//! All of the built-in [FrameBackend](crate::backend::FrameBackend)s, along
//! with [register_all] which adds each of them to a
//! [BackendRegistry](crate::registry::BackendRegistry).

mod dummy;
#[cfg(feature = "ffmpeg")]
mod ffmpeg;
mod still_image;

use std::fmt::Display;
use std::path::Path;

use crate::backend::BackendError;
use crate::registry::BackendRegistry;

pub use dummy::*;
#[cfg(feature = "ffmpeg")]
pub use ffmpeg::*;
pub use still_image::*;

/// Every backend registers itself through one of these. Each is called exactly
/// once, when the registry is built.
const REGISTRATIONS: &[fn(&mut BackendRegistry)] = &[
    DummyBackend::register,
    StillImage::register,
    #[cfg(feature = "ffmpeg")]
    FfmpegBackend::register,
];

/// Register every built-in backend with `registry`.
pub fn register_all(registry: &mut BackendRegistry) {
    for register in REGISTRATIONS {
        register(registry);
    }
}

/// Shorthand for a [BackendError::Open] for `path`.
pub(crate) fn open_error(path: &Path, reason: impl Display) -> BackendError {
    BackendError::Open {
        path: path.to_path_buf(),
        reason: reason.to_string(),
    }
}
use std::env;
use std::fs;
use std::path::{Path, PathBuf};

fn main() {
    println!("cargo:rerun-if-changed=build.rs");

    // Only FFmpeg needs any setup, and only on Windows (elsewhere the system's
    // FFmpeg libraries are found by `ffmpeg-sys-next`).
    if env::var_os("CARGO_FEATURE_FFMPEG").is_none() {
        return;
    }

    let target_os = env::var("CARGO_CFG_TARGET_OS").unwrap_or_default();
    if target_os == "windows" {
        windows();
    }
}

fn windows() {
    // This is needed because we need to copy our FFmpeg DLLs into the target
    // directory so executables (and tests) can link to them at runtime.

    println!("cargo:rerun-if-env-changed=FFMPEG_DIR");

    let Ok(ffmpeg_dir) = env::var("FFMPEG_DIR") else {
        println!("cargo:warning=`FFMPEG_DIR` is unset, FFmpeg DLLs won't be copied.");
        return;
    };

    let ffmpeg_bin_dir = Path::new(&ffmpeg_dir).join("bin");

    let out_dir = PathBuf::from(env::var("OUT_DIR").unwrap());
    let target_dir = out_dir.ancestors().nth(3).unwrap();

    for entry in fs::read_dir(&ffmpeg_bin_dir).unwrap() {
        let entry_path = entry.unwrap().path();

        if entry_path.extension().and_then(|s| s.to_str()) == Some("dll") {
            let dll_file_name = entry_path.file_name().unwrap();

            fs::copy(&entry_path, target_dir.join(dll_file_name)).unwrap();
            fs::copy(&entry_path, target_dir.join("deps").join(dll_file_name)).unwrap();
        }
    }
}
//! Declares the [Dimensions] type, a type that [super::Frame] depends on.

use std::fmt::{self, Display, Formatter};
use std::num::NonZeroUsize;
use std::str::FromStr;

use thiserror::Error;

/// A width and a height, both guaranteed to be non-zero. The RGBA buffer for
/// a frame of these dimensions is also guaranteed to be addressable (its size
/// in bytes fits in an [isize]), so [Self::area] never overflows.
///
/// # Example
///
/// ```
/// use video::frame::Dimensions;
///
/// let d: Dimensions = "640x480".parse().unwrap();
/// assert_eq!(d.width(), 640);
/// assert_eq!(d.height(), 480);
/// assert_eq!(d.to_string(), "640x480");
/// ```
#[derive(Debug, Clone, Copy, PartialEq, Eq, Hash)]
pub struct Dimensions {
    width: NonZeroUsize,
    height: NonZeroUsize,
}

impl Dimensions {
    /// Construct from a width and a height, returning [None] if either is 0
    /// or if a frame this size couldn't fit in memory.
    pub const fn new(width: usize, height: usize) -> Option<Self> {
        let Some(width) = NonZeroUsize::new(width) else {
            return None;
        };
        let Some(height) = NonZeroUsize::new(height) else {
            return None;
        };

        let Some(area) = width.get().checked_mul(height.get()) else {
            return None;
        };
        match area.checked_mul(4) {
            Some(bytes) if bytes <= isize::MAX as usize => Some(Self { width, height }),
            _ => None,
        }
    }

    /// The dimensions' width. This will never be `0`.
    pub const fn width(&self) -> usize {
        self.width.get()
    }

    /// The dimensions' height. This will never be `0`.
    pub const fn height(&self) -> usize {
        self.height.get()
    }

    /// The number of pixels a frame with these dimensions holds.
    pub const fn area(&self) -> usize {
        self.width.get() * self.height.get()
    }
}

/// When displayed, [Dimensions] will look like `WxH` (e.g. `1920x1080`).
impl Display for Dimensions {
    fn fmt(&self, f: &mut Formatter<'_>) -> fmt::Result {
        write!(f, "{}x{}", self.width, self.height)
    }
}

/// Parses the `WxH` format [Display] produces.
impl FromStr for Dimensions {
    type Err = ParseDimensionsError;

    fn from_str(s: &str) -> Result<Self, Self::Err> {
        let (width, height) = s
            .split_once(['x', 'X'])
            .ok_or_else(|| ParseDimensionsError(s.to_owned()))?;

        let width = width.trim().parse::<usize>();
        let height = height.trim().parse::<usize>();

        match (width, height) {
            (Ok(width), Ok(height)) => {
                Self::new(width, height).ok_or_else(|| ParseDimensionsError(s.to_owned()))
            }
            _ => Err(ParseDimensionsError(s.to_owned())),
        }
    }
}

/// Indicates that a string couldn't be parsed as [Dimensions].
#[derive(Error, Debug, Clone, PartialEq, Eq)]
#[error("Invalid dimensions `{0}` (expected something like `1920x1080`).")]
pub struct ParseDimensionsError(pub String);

+++

## [TASK INSTRUCTIONS]
Reproduce exactly the entries above, limited to the lines from the one with "let dll_file_name = entry_path.file_name().unwrap();" through the one with "use std::num::NonZeroUsize;", both included.

## [SOLUTION FOR THIS TASK]
            let dll_file_name = entry_path.file_name().unwrap();

            fs::copy(&entry_path, target_dir.join(dll_file_name)).unwrap();
            fs::copy(&entry_path, target_dir.join("deps").join(dll_file_name)).unwrap();
        }
    }
}
//! Declares the [Dimensions] type, a type that [super::Frame] depends on.

use std::fmt::{self, Display, Formatter};
use std::num::NonZeroUsize;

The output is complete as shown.